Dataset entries
********************
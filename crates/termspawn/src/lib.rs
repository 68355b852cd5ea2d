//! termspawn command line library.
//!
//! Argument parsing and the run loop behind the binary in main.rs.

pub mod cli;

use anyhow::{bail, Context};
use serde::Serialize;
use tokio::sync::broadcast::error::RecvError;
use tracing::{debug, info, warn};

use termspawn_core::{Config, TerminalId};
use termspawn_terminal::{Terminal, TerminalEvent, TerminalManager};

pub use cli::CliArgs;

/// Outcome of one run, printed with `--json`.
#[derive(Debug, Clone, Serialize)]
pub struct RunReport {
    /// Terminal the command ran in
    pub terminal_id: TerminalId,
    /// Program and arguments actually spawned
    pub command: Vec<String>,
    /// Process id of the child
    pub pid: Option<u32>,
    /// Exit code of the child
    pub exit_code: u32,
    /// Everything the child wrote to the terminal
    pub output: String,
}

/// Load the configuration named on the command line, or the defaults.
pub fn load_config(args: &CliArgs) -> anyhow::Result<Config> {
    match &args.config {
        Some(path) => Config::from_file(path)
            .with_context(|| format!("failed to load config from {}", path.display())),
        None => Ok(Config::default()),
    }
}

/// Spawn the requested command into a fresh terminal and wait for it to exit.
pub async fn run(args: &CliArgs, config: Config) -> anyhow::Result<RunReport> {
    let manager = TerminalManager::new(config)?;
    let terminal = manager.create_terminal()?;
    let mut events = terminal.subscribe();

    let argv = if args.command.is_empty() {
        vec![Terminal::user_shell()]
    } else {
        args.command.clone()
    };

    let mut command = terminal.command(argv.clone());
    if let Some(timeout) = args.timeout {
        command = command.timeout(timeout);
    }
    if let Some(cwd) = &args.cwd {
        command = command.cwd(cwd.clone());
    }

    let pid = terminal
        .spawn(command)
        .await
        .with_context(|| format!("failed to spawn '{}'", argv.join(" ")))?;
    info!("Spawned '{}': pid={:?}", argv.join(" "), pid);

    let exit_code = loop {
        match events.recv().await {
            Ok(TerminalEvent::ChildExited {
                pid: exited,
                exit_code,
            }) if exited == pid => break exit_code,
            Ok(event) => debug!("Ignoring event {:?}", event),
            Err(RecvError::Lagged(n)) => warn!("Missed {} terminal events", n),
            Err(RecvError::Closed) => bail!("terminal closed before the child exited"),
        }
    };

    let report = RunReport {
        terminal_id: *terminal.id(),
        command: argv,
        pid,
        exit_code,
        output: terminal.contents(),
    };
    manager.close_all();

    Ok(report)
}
********************
## ABOUT THIS EXERCISE
An answer is complete only when it holds every line above containing the string "RunReport".

## RESULT BELOW
pub struct RunReport {
pub async fn run(args: &CliArgs, config: Config) -> anyhow::Result<RunReport> {
    let report = RunReport {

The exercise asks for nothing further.